Required work » Could you report every line of the listing below that holds the word "Result"?

Task input »

//! Where the participant's decrypting and signing keys come from.

use crate::errors::Result;
use crate::pre::{KeyPair, Params, Signer};

use std::fs;
use std::path::{Path, PathBuf};
use std::rc::Rc;

use serde::{Deserialize, Serialize};

pub trait KeySource {
    /// `(decrypting keys, signing keys)`
    fn load(&self, params: &Rc<Params>) -> Result<(KeyPair, Signer)>;
}

/// Fresh random keys on every load.
#[derive(Debug, Default, Clone, Copy)]
pub struct EphemeralKeys;

impl KeySource for EphemeralKeys {
    fn load(&self, params: &Rc<Params>) -> Result<(KeyPair, Signer)> {
        Ok((KeyPair::new(params), Signer::new(params)))
    }
}

#[derive(Serialize, Deserialize)]
struct KeyRecord {
    public_key: String,
    secret_key: String,
}

#[derive(Serialize, Deserialize)]
struct KeyFileRecord {
    decrypting: KeyRecord,
    signing: KeyRecord,
}

impl KeyRecord {
    fn new((pk, sk): (Vec<u8>, Vec<u8>)) -> Self {
        KeyRecord {
            public_key: hex::encode(pk),
            secret_key: hex::encode(sk),
        }
    }

    fn decode(&self) -> Result<(Vec<u8>, Vec<u8>)> {
        Ok((hex::decode(&self.public_key)?, hex::decode(&self.secret_key)?))
    }
}

/// Keys persisted as JSON:
///
/// ```json
/// {
///   "decrypting": { "public_key": "02..", "secret_key": ".." },
///   "signing": { "public_key": "03..", "secret_key": ".." }
/// }
/// ```
#[derive(Debug, Clone)]
pub struct KeyFile {
    pub path: PathBuf,
}

impl KeyFile {
    pub fn new<P: AsRef<Path>>(path: P) -> Self {
        KeyFile {
            path: path.as_ref().to_path_buf(),
        }
    }

    pub fn save(&self, decrypting: &KeyPair, signing: &Signer) -> Result<()> {
        let record = KeyFileRecord {
            decrypting: KeyRecord::new(decrypting.to_bytes()),
            signing: KeyRecord::new(signing.to_bytes()),
        };
        fs::write(&self.path, serde_json::to_string_pretty(&record)?)?;
        Ok(())
    }
}

impl KeySource for KeyFile {
    fn load(&self, params: &Rc<Params>) -> Result<(KeyPair, Signer)> {
        let record: KeyFileRecord = serde_json::from_str(&fs::read_to_string(&self.path)?)?;
        let (pk, sk) = record.decrypting.decode()?;
        let decrypting = KeyPair::from_bytes(&pk, &sk, params)?;
        let (pk, sk) = record.signing.decode()?;
        let signing = Signer::from_bytes(&pk, &sk, params)?;
        Ok((decrypting, signing))
    }
}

Task output »
use crate::errors::Result;
    fn load(&self, params: &Rc<Params>) -> Result<(KeyPair, Signer)>;
    fn load(&self, params: &Rc<Params>) -> Result<(KeyPair, Signer)> {
    fn decode(&self) -> Result<(Vec<u8>, Vec<u8>)> {
    pub fn save(&self, decrypting: &KeyPair, signing: &Signer) -> Result<()> {
    fn load(&self, params: &Rc<Params>) -> Result<(KeyPair, Signer)> {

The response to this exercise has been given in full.